----- INFORMATION SHOWN -----
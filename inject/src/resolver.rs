//! Argument resolution for multi-parameter factories.
//!
//! A factory is any `Fn(A1, ..., An) -> R` (closure, `fn` item or function
//! pointer) with up to twelve parameters. [`Constructor::construct`] resolves
//! `A1` through `An` from the registry, left to right, and then calls the
//! function with them. The first parameter that fails to resolve stops the
//! walk and its error is returned unchanged.
//!
//! Because a parameter is resolved with the same
//! [`Factory::resolve`](crate::Factory::resolve) that serves top-level
//! requests, the factory signatures alone describe the dependency graph.
//!
//! Closures that take parameters need their parameter types spelled out,
//! since nothing else tells the compiler which types to resolve:
//!
//! ```
//! use inject::Factory;
//!
//! let factory = Factory::new();
//! factory.register_type::<u8, _, _>(|| 2).unwrap();
//! factory.register_type::<String, _, _>(|n: u8| "x".repeat(n.into())).unwrap();
//!
//! assert_eq!(factory.resolve::<String>().unwrap(), "xx");
//! ```

use crate::error::Error;
use crate::factory::Factory;

/// A callable whose parameters can all be resolved from a [`Factory`].
///
/// `Args` is the tuple of parameter types; it only exists to keep the
/// implementations for different arities apart and is inferred at the call
/// site. Registration additionally requires the callable to be
/// `Send + Sync + 'static`; [`Factory::call`] does not.
pub trait Constructor<Args> {
    type Output;

    /// Resolves every parameter and invokes the callable.
    fn construct(&self, factory: &Factory) -> Result<Self::Output, Error>;
}

macro_rules! impl_constructor {
    ($($arg:ident),*) => {
        impl<F, R, $($arg,)*> Constructor<($($arg,)*)> for F
        where
            F: Fn($($arg),*) -> R,
            $($arg: 'static,)*
        {
            type Output = R;

            #[allow(non_snake_case, unused_variables)]
            fn construct(&self, factory: &Factory) -> Result<R, Error> {
                $(let $arg = factory.resolve::<$arg>()?;)*
                Ok(self($($arg),*))
            }
        }
    };
}

impl_constructor!();
impl_constructor!(A1);
impl_constructor!(A1, A2);
impl_constructor!(A1, A2, A3);
impl_constructor!(A1, A2, A3, A4);
impl_constructor!(A1, A2, A3, A4, A5);
impl_constructor!(A1, A2, A3, A4, A5, A6);
impl_constructor!(A1, A2, A3, A4, A5, A6, A7);
impl_constructor!(A1, A2, A3, A4, A5, A6, A7, A8);
impl_constructor!(A1, A2, A3, A4, A5, A6, A7, A8, A9);
impl_constructor!(A1, A2, A3, A4, A5, A6, A7, A8, A9, A10);
impl_constructor!(A1, A2, A3, A4, A5, A6, A7, A8, A9, A10, A11);
impl_constructor!(A1, A2, A3, A4, A5, A6, A7, A8, A9, A10, A11, A12);

#[cfg(test)]
mod tests {
    use super::*;
    use crate::ErrorKind;
    use std::sync::Mutex;

    #[test]
    fn zero_arguments_invokes_directly() {
        let factory = Factory::new();
        let ctor = || 7u32;
        assert_eq!(ctor.construct(&factory).unwrap(), 7);
    }

    #[test]
    fn arguments_resolved_from_registry() {
        let factory = Factory::new();
        factory.register_type::<char, _, _>(|| 'a').unwrap();
        factory.register_type::<f32, _, _>(|| 3.142f32).unwrap();

        let ctor = |ch: char, f: f32| format!("Char: {ch}, Float: {f}");
        assert_eq!(ctor.construct(&factory).unwrap(), "Char: a, Float: 3.142");
    }

    #[test]
    fn fn_items_are_constructors() {
        fn double(n: u16) -> u32 {
            u32::from(n) * 2
        }

        let factory = Factory::new();
        factory.register_type::<u16, _, _>(|| 21).unwrap();
        assert_eq!(double.construct(&factory).unwrap(), 42);
    }

    #[test]
    fn arguments_resolved_left_to_right() {
        static ORDER: Mutex<Vec<&str>> = Mutex::new(Vec::new());

        let factory = Factory::new();
        factory
            .register_type::<u8, _, _>(|| {
                ORDER.lock().unwrap().push("u8");
                1
            })
            .unwrap();
        factory
            .register_type::<i8, _, _>(|| {
                ORDER.lock().unwrap().push("i8");
                -1
            })
            .unwrap();

        let ctor = |a: i8, b: u8, c: i8| i32::from(a) + i32::from(b) + i32::from(c);
        assert_eq!(ctor.construct(&factory).unwrap(), -1);
        assert_eq!(*ORDER.lock().unwrap(), ["i8", "u8", "i8"]);
    }

    #[test]
    fn first_failure_short_circuits() {
        struct Missing;
        struct AlsoMissing;

        let factory = Factory::new();
        let ctor = |_: Missing, _: AlsoMissing| ();

        let err = ctor.construct(&factory).unwrap_err();
        assert_eq!(err.kind, ErrorKind::UnregisteredType);
        assert!(err.message.contains("Missing"));
        assert!(!err.message.contains("AlsoMissing"));
    }

    #[test]
    fn twelve_arguments() {
        #[allow(clippy::too_many_arguments)]
        fn sum(
            a: u8,
            b: u8,
            c: u8,
            d: u8,
            e: u8,
            f: u8,
            g: u8,
            h: u8,
            i: u8,
            j: u8,
            k: u8,
            l: u8,
        ) -> u32 {
            [a, b, c, d, e, f, g, h, i, j, k, l]
                .iter()
                .map(|v| u32::from(*v))
                .sum()
        }

        let factory = Factory::new();
        factory.register_type::<u8, _, _>(|| 1).unwrap();

        assert_eq!(sum.construct(&factory).unwrap(), 12);
    }
}
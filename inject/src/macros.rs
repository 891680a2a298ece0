//! Macros for registering several factories at once.
//!
//! - [`bind!`] registers one factory on an existing container, choosing the
//!   registration mode from a leading keyword.
//! - [`container!`] builds a new container from a list of `bind(...)` entries
//!   and returns `Result<Container, Error>`; the first failed registration
//!   aborts the build.
//!
//! # Example
//! ```
//! use inject::{Shared, container};
//!
//! trait Store: Send + Sync {
//!     fn name(&self) -> &str;
//! }
//!
//! struct Memory;
//!
//! impl Store for Memory {
//!     fn name(&self) -> &str {
//!         "memory"
//!     }
//! }
//!
//! let container = container! {
//!     bind(type u16 => || 8080)
//!     bind(cached String => |port: u16| format!("localhost:{port}"))
//!     bind(shared dyn Store => || Shared::new(Memory) as Shared<dyn Store>)
//!     bind(unique Vec<u8> => || Box::new(vec![0u8; 4]))
//!     bind(instance str => Shared::from("v1"))
//! }
//! .unwrap();
//!
//! assert_eq!(container.resolve::<String>().unwrap(), "localhost:8080");
//! assert_eq!(container.resolve_shared::<dyn Store>().unwrap().name(), "memory");
//! assert_eq!(container.resolve_unique::<Vec<u8>>().unwrap().len(), 4);
//! assert_eq!(&*container.resolve_shared::<str>().unwrap(), "v1");
//! ```

/// Registers a single factory on a container.
///
/// - `type T => factory`: transient factory for `T`.
/// - `cached T => factory`: factory for `T` that runs at most once.
/// - `shared T => factory`: shared singleton, resolved as `Shared<T>`.
/// - `unique T => factory`: transient `Box<T>`.
/// - `instance T => handle`: an existing `Shared<T>`.
///
/// Evaluates to the `Result<(), Error>` of the registration.
#[macro_export]
macro_rules! bind {
    ($container:expr, type $token:ty => $factory:expr) => {
        $container.register_type::<$token, _, _>($factory)
    };

    ($container:expr, cached $token:ty => $factory:expr) => {
        $container.register_cached::<$token, _, _>($factory)
    };

    ($container:expr, shared $token:ty => $factory:expr) => {
        $container.register_shared::<$token, _, _>($factory)
    };

    ($container:expr, unique $token:ty => $factory:expr) => {
        $container.register_unique::<$token, _, _>($factory)
    };

    ($container:expr, instance $token:ty => $instance:expr) => {
        $container.register_instance::<$token>($instance)
    };
}

/// Builds a container from a sequence of `bind(...)` entries.
#[macro_export]
macro_rules! container {
    (
        $(
            bind( $($stmt:tt)* )
        )*
    ) => {
        (|| -> ::core::result::Result<$crate::Container, $crate::Error> {
            let container = $crate::Container::new();

            $(
                $crate::bind!(container, $($stmt)*)?;
            )*

            ::core::result::Result::Ok(container)
        })()
    };
}
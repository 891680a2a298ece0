//! Lazily computed, write-once cells backing the cached registration modes.
//!
//! Two cells with deliberately different guarantees:
//!
//! - [`ValueCell`] runs its producer **at most once**. The first caller
//!   computes the value while any concurrent caller blocks until it is stored;
//!   every caller then receives a clone of that one value.
//! - [`SharedCell`] never blocks on the producer. A caller that finds the cell
//!   empty runs the producer itself and tries to publish the resulting handle.
//!   If another thread published first, the freshly built candidate is dropped
//!   and the published handle returned. The producer may therefore run more
//!   than once under contention, but only one handle is ever published and
//!   every caller gets a handle to that same instance.
//!
//! In both cells a producer that returns an error publishes nothing: the cell
//! stays empty and the next caller runs the producer again.
//!
//! Once a cell holds a value it never changes.

use std::fmt;

use once_cell::sync::OnceCell;

#[cfg(feature = "tracing")]
use tracing::{debug, trace};

use crate::error::Error;
use crate::runtime::Shared;

/// Invoke-once cell for plain values.
pub struct ValueCell<T> {
    value: OnceCell<T>,
}

impl<T: Clone> ValueCell<T> {
    /// Creates an empty cell.
    pub fn new() -> Self {
        Self {
            value: OnceCell::new(),
        }
    }

    /// Returns a clone of the stored value, producing it first if needed.
    pub fn get_or_init<F>(&self, produce: F) -> Result<T, Error>
    where
        F: FnOnce() -> Result<T, Error>,
    {
        #[cfg(feature = "tracing")]
        if self.value.get().is_some() {
            trace!("Value cell hit");
        }

        self.value.get_or_try_init(produce).cloned()
    }

    /// The stored value, if it has been produced.
    pub fn get(&self) -> Option<&T> {
        self.value.get()
    }

    pub fn is_initialized(&self) -> bool {
        self.value.get().is_some()
    }
}

impl<T: Clone> Default for ValueCell<T> {
    fn default() -> Self {
        Self::new()
    }
}

impl<T> fmt::Debug for ValueCell<T> {
    fn fmt(&self, f: &mut fmt::Formatter<'_>) -> fmt::Result {
        f.debug_struct("ValueCell")
            .field("initialized", &self.value.get().is_some())
            .finish()
    }
}

/// Publish-once cell for shared handles.
///
/// `T` may be unsized, e.g. `SharedCell<dyn Trait>` holds a `Shared<dyn Trait>`.
pub struct SharedCell<T: ?Sized> {
    handle: OnceCell<Shared<T>>,
}

impl<T: ?Sized> SharedCell<T> {
    /// Creates an empty cell.
    pub fn new() -> Self {
        Self {
            handle: OnceCell::new(),
        }
    }

    /// Returns the published handle, producing and publishing a candidate
    /// first if the cell is empty.
    pub fn get_or_publish<F>(&self, produce: F) -> Result<Shared<T>, Error>
    where
        F: FnOnce() -> Result<Shared<T>, Error>,
    {
        if let Some(handle) = self.handle.get() {
            #[cfg(feature = "tracing")]
            trace!("Shared cell hit");

            return Ok(Shared::clone(handle));
        }

        let candidate = produce()?;

        match self.handle.try_insert(candidate) {
            Ok(published) => Ok(Shared::clone(published)),
            Err((published, _discarded)) => {
                #[cfg(feature = "tracing")]
                debug!("Shared cell lost publication race, discarding candidate");

                Ok(Shared::clone(published))
            }
        }
    }

    /// The published handle, if any.
    pub fn get(&self) -> Option<Shared<T>> {
        self.handle.get().cloned()
    }

    pub fn is_initialized(&self) -> bool {
        self.handle.get().is_some()
    }
}

impl<T: ?Sized> Default for SharedCell<T> {
    fn default() -> Self {
        Self::new()
    }
}

impl<T: ?Sized> fmt::Debug for SharedCell<T> {
    fn fmt(&self, f: &mut fmt::Formatter<'_>) -> fmt::Result {
        f.debug_struct("SharedCell")
            .field("initialized", &self.handle.get().is_some())
            .finish()
    }
}
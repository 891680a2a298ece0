//! Error types for the `inject` container.
//!
//! A single error model is used by every registration and resolution path.
//!
//! # Design
//!
//! - `ErrorKind` captures the error category.
//! - `Error` stores the category and a human-readable message.
//!
//! Errors raised while resolving a nested argument are handed back to the
//! outermost caller unchanged: a missing `C` three levels down surfaces as
//! `UnregisteredType` naming `C`, not as a failure of the type that was asked
//! for.
//!
//! # Feature Flags
//!
//! - `tracing`: logs errors when they are created.
//!
//! # Examples
//!
//! ```
//! use inject::error::{Error, ErrorKind};
//!
//! let err = Error::unregistered_type("MyService");
//! assert_eq!(err.kind, ErrorKind::UnregisteredType);
//! assert!(err.message.contains("MyService"));
//! ```

use core::fmt;

#[cfg(feature = "tracing")]
use tracing::error;

/// Error categories for the container.
#[derive(Debug, Clone, Copy, PartialEq, Eq)]
pub enum ErrorKind {
    /// A factory is already registered for the type.
    DuplicateRegistration,
    /// No factory is registered for the requested type.
    UnregisteredType,
    /// The requested type is already being resolved further up the same chain.
    CyclicDependency,
    /// The entry stored under a key does not hold a factory for the key's type.
    TypeMismatch,
}

impl fmt::Display for ErrorKind {
    fn fmt(&self, f: &mut fmt::Formatter<'_>) -> fmt::Result {
        let name = match self {
            ErrorKind::DuplicateRegistration => "duplicate registration",
            ErrorKind::UnregisteredType => "unregistered type",
            ErrorKind::CyclicDependency => "cyclic dependency",
            ErrorKind::TypeMismatch => "type mismatch",
        };
        f.write_str(name)
    }
}

/// Container error structure.
///
/// `kind` enables programmatic handling, while `message` is human-readable.
#[derive(Debug, Clone, thiserror::Error)]
#[error("({kind}) {message}")]
pub struct Error {
    /// Category of the failure.
    pub kind: ErrorKind,
    /// Human-readable description, naming the type involved.
    pub message: String,
}

impl Error {
    /// Creates a new error with the given kind and message.
    ///
    /// If the `tracing` feature is enabled, the error is logged on creation.
    pub fn new(kind: ErrorKind, message: impl Into<String>) -> Self {
        let error = Self {
            kind,
            message: message.into(),
        };

        #[cfg(feature = "tracing")]
        error!("{}", error);

        error
    }

    /// A factory for `type_name` was registered twice.
    pub fn duplicate_registration(type_name: &str) -> Self {
        Self::new(
            ErrorKind::DuplicateRegistration,
            format!("A factory is already registered for type: {type_name}"),
        )
    }

    /// Nothing is registered for `type_name`.
    pub fn unregistered_type(type_name: &str) -> Self {
        Self::new(
            ErrorKind::UnregisteredType,
            format!("No factory registered for type: {type_name}"),
        )
    }

    /// Resolution re-entered a type that is still being resolved.
    ///
    /// `chain` lists the types from the outermost resolve to the repeated one.
    pub fn cyclic_dependency(chain: &[&str]) -> Self {
        Self::new(
            ErrorKind::CyclicDependency,
            format!("Cyclic dependency detected: {}", chain.join(" -> ")),
        )
    }

    /// The entry stored for `type_name` could not be downcast to it.
    pub fn type_mismatch(type_name: &str) -> Self {
        Self::new(
            ErrorKind::TypeMismatch,
            format!("Stored factory does not produce type: {type_name}"),
        )
    }
}
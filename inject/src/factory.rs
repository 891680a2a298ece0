//! The type-indexed factory registry.
//!
//! [`Factory`] maps a [`TypeKey`] to a type-erased producer: a boxed
//! `Fn(&Factory) -> Result<T, Error>` stored behind `dyn Any`. The producer
//! receives the registry it lives in, which is how a factory with parameters
//! resolves them (see [`resolver`](crate::resolver)).
//!
//! Registration is write-once per type: registering the same type twice fails
//! with [`ErrorKind::DuplicateRegistration`](crate::ErrorKind) and leaves the
//! first registration in place. Entries are never replaced or removed.
//!
//! # Concurrency
//!
//! The map sits behind a [`Store`] (`RwLock`). Registration takes the write
//! lock; lookups take the read lock only long enough to clone the entry's
//! handle. Producers run with no lock held, so nested resolutions and
//! resolutions of unrelated types on other threads proceed in parallel.
//!
//! # Examples
//!
//! ```
//! use inject::Factory;
//!
//! struct C { value: i32 }
//! struct B { value: i32 }
//! struct A { value: i32 }
//!
//! let factory = Factory::new();
//! factory.register_type::<A, _, _>(|b: B| A { value: b.value + 1 }).unwrap();
//! factory.register_type::<B, _, _>(|c: C| B { value: c.value + 1 }).unwrap();
//! factory.register_type::<C, _, _>(|| C { value: 1 }).unwrap();
//!
//! assert_eq!(factory.resolve::<A>().unwrap().value, 3);
//! ```

use std::any::Any;
use std::collections::HashMap;
use std::fmt;
use std::sync::atomic::{AtomicUsize, Ordering};

#[cfg(feature = "tracing")]
use tracing::{debug, info, trace};

use crate::error::Error;
use crate::resolve_guard::ResolveGuard;
use crate::resolver::Constructor;
use crate::runtime::{self, Shared, Store};
use crate::type_key::TypeKey;

/// Producer closure stored for a single type.
pub type Producer<T> = Box<dyn Fn(&Factory) -> Result<T, Error> + Send + Sync + 'static>;

static NEXT_REGISTRY: AtomicUsize = AtomicUsize::new(0);

struct Entry<T: 'static> {
    produce: Producer<T>,
}

/// Concurrent registry of factories, keyed by the type they produce.
pub struct Factory {
    /// Distinguishes this registry's frames on the resolve stack.
    id: usize,
    entries: Store<HashMap<TypeKey, Shared<dyn Any + Send + Sync>>>,
}

impl Factory {
    /// Creates an empty registry.
    pub fn new() -> Self {
        Self {
            id: NEXT_REGISTRY.fetch_add(1, Ordering::Relaxed),
            entries: Store::new(HashMap::new()),
        }
    }

    /// Registers `ctor` as the factory for `T`.
    ///
    /// Every resolution of `T` calls `ctor` again after resolving its
    /// parameters, so each caller receives a fresh value.
    pub fn register_type<T, Args, F>(&self, ctor: F) -> Result<(), Error>
    where
        T: 'static,
        Args: 'static,
        F: Constructor<Args, Output = T> + Send + Sync + 'static,
    {
        self.register_with::<T>(Box::new(move |factory: &Factory| ctor.construct(factory)))
    }

    /// Registers a raw producer for `T`.
    ///
    /// This is the primitive every other registration goes through; the
    /// producer is handed the registry so it can resolve whatever it needs.
    pub fn register_with<T: 'static>(&self, produce: Producer<T>) -> Result<(), Error> {
        let key = TypeKey::of::<T>();

        let mut entries = runtime::write(&self.entries);
        if entries.contains_key(&key) {
            return Err(Error::duplicate_registration(key.type_name()));
        }
        entries.insert(key, Shared::new(Entry { produce }));

        #[cfg(feature = "tracing")]
        info!(type_name = key.type_name(), key = key.id(), "Registered factory");

        Ok(())
    }

    /// Returns `true` if a factory producing `T` is registered.
    pub fn is_registered<T: 'static>(&self) -> bool {
        self.contains(TypeKey::of::<T>())
    }

    /// Returns `true` if a factory is registered under `key`.
    pub fn contains(&self, key: TypeKey) -> bool {
        runtime::read(&self.entries).contains_key(&key)
    }

    /// Produces a value of `T`.
    ///
    /// Fails with `UnregisteredType` if nothing is registered for `T`, with
    /// `CyclicDependency` if this registry is already resolving `T` further
    /// up the current thread's chain, and otherwise with whatever the
    /// factory's own argument resolution returned.
    pub fn resolve<T: 'static>(&self) -> Result<T, Error> {
        let key = TypeKey::of::<T>();
        let _guard = ResolveGuard::push(self.id, key)?;

        #[cfg(feature = "tracing")]
        trace!(type_name = key.type_name(), depth = ResolveGuard::depth(), "Resolving");

        let entry = self.find_entry::<T>(key)?;
        (entry.produce)(self)
    }

    /// Resolves the parameters of `ctor` and invokes it, without registering
    /// anything.
    pub fn call<Args, F>(&self, ctor: F) -> Result<F::Output, Error>
    where
        F: Constructor<Args>,
    {
        #[cfg(feature = "tracing")]
        debug!(callable = std::any::type_name::<F>(), "Invoking ad hoc callable");

        ctor.construct(self)
    }

    /// Number of registered types.
    pub fn len(&self) -> usize {
        runtime::read(&self.entries).len()
    }

    /// Returns `true` if nothing has been registered yet.
    pub fn is_empty(&self) -> bool {
        self.len() == 0
    }

    /// Keys of every registered type, in allocation order.
    pub fn keys(&self) -> Vec<TypeKey> {
        let mut keys: Vec<TypeKey> = runtime::read(&self.entries).keys().copied().collect();
        keys.sort();
        keys
    }

    fn find_entry<T: 'static>(&self, key: TypeKey) -> Result<Shared<Entry<T>>, Error> {
        let any_entry = runtime::read(&self.entries)
            .get(&key)
            .cloned()
            .ok_or_else(|| Error::unregistered_type(key.type_name()))?;

        any_entry
            .downcast::<Entry<T>>()
            .map_err(|_| Error::type_mismatch(key.type_name()))
    }
}

impl Default for Factory {
    fn default() -> Self {
        Self::new()
    }
}

impl fmt::Debug for Factory {
    fn fmt(&self, f: &mut fmt::Formatter<'_>) -> fmt::Result {
        let names: Vec<&str> = self.keys().iter().map(TypeKey::type_name).collect();
        f.debug_struct("Factory").field("registered", &names).finish()
    }
}

#[cfg(test)]
mod tests {
    use super::*;
    use crate::ErrorKind;

    #[test]
    fn register_type_succeeds() {
        let factory = Factory::new();
        factory.register_type::<i32, _, _>(|| 1).unwrap();

        assert!(factory.is_registered::<i32>());
        assert!(!factory.is_registered::<i64>());
        assert_eq!(factory.len(), 1);
    }

    #[test]
    fn register_trait_object_succeeds() {
        trait Shape: Send + Sync {
            fn sides(&self) -> u32;
        }
        struct Square;
        impl Shape for Square {
            fn sides(&self) -> u32 {
                4
            }
        }

        let factory = Factory::new();
        factory
            .register_type::<Box<dyn Shape>, _, _>(|| Box::new(Square) as Box<dyn Shape>)
            .unwrap();

        assert!(factory.is_registered::<Box<dyn Shape>>());
        assert_eq!(factory.resolve::<Box<dyn Shape>>().unwrap().sides(), 4);
    }

    #[test]
    fn register_type_duplicate_fails() {
        let factory = Factory::new();
        factory.register_type::<i32, _, _>(|| 1).unwrap();

        let err = factory.register_type::<i32, _, _>(|| 2).unwrap_err();
        assert_eq!(err.kind, ErrorKind::DuplicateRegistration);
        assert!(err.message.contains("i32"));

        // The first registration is untouched.
        assert_eq!(factory.resolve::<i32>().unwrap(), 1);
        assert_eq!(factory.len(), 1);
    }

    #[test]
    fn resolve_succeeds() {
        let factory = Factory::new();
        factory.register_type::<i32, _, _>(|| 1).unwrap();

        let result: i32 = factory.resolve().unwrap();
        assert_eq!(result, 1);
    }

    #[test]
    fn resolve_repeat_is_transient() {
        let factory = Factory::new();
        let count = Shared::new(AtomicUsize::new(0));
        let counter = Shared::clone(&count);
        factory
            .register_type::<Box<usize>, _, _>(move || {
                Box::new(counter.fetch_add(1, Ordering::SeqCst) + 1)
            })
            .unwrap();

        let first = factory.resolve::<Box<usize>>().unwrap();
        let second = factory.resolve::<Box<usize>>().unwrap();

        assert_eq!(*first, 1);
        assert_eq!(*second, 2);
        assert_eq!(count.load(Ordering::SeqCst), 2);
    }

    #[test]
    fn resolve_not_registered() {
        struct Unknown;

        let factory = Factory::new();
        let err = factory.resolve::<Unknown>().map(|_| ()).unwrap_err();
        assert_eq!(err.kind, ErrorKind::UnregisteredType);
        assert!(err.message.contains("Unknown"));
    }

    #[test]
    fn resolve_args_succeeds() {
        let factory = Factory::new();
        factory
            .register_type::<String, _, _>(|ch: char, f: f32| format!("Char: {ch}, Float: {f}"))
            .unwrap();
        factory.register_type::<char, _, _>(|| 'a').unwrap();
        factory.register_type::<f32, _, _>(|| 3.142).unwrap();

        assert_eq!(factory.resolve::<String>().unwrap(), "Char: a, Float: 3.142");
    }

    #[test]
    fn nested_failure_propagates_unchanged() {
        struct Leaf;
        struct Middle;
        struct Top;

        let factory = Factory::new();
        factory.register_type::<Top, _, _>(|_: Middle| Top).unwrap();
        factory.register_type::<Middle, _, _>(|_: Leaf| Middle).unwrap();

        let err = factory.resolve::<Top>().map(|_| ()).unwrap_err();
        assert_eq!(err.kind, ErrorKind::UnregisteredType);
        assert!(err.message.contains("Leaf"));
        assert!(!err.message.contains("Top"));
    }

    #[test]
    fn cycle_fails_fast() {
        struct Ping;
        struct Pong;

        let factory = Factory::new();
        factory.register_type::<Ping, _, _>(|_: Pong| Ping).unwrap();
        factory.register_type::<Pong, _, _>(|_: Ping| Pong).unwrap();

        let err = factory.resolve::<Ping>().map(|_| ()).unwrap_err();
        assert_eq!(err.kind, ErrorKind::CyclicDependency);
        assert!(err.message.contains("Ping -> "));
        assert_eq!(ResolveGuard::depth(), 0);
    }

    #[test]
    fn delegating_to_another_registry_is_not_a_cycle() {
        let parent = Shared::new(Factory::new());
        parent.register_type::<u32, _, _>(|| 5).unwrap();

        let child = Factory::new();
        let upstream = Shared::clone(&parent);
        child
            .register_with::<u32>(Box::new(move |_: &Factory| upstream.resolve::<u32>()))
            .unwrap();

        assert_eq!(child.resolve::<u32>().unwrap(), 5);
        assert_eq!(ResolveGuard::depth(), 0);
    }

    #[test]
    fn call_resolves_parameters_without_registering() {
        let factory = Factory::new();
        factory.register_type::<u8, _, _>(|| 40).unwrap();

        let total = factory.call(|n: u8| u32::from(n) + 2).unwrap();
        assert_eq!(total, 42);
        assert_eq!(factory.len(), 1);
    }

    #[test]
    fn call_accepts_borrowing_closures() {
        let factory = Factory::new();
        factory.register_type::<u8, _, _>(|| 2).unwrap();

        let base = String::from("x");
        let repeated = factory.call(|n: u8| base.repeat(n.into())).unwrap();
        assert_eq!(repeated, "xx");
    }

    #[test]
    fn registration_from_inside_a_factory() {
        let factory = Factory::new();
        factory
            .register_with::<u16>(Box::new(|factory: &Factory| -> Result<u16, Error> {
                factory.register_type::<u8, _, _>(|| 9)?;
                Ok(u16::from(factory.resolve::<u8>()?))
            }))
            .unwrap();

        assert_eq!(factory.resolve::<u16>().unwrap(), 9);
        assert!(factory.is_registered::<u8>());
    }

    #[test]
    fn debug_lists_registered_types() {
        let factory = Factory::new();
        factory.register_type::<u64, _, _>(|| 0).unwrap();

        let debug = format!("{factory:?}");
        assert!(debug.contains("Factory"));
        assert!(debug.contains("u64"));
    }
}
-----
» **THE PROBLEM**:
Give back exactly the lines of the listing above that run from the line with "clone the entry's" to the line with "use crate::type_key::TypeKey;", inclusive.

» **THE COMPLETED TASK**:
//! lock; lookups take the read lock only long enough to clone the entry's
//! handle. Producers run with no lock held, so nested resolutions and
//! resolutions of unrelated types on other threads proceed in parallel.
//!
//! # Examples
//!
//! ```
//! use inject::Factory;
//!
//! struct C { value: i32 }
//! struct B { value: i32 }
//! struct A { value: i32 }
//!
//! let factory = Factory::new();
//! factory.register_type::<A, _, _>(|b: B| A { value: b.value + 1 }).unwrap();
//! factory.register_type::<B, _, _>(|c: C| B { value: c.value + 1 }).unwrap();
//! factory.register_type::<C, _, _>(|| C { value: 1 }).unwrap();
//!
//! assert_eq!(factory.resolve::<A>().unwrap().value, 3);
//! ```

use std::any::Any;
use std::collections::HashMap;
use std::fmt;
use std::sync::atomic::{AtomicUsize, Ordering};

#[cfg(feature = "tracing")]
use tracing::{debug, info, trace};

use crate::error::Error;
use crate::resolve_guard::ResolveGuard;
use crate::resolver::Constructor;
use crate::runtime::{self, Shared, Store};
use crate::type_key::TypeKey;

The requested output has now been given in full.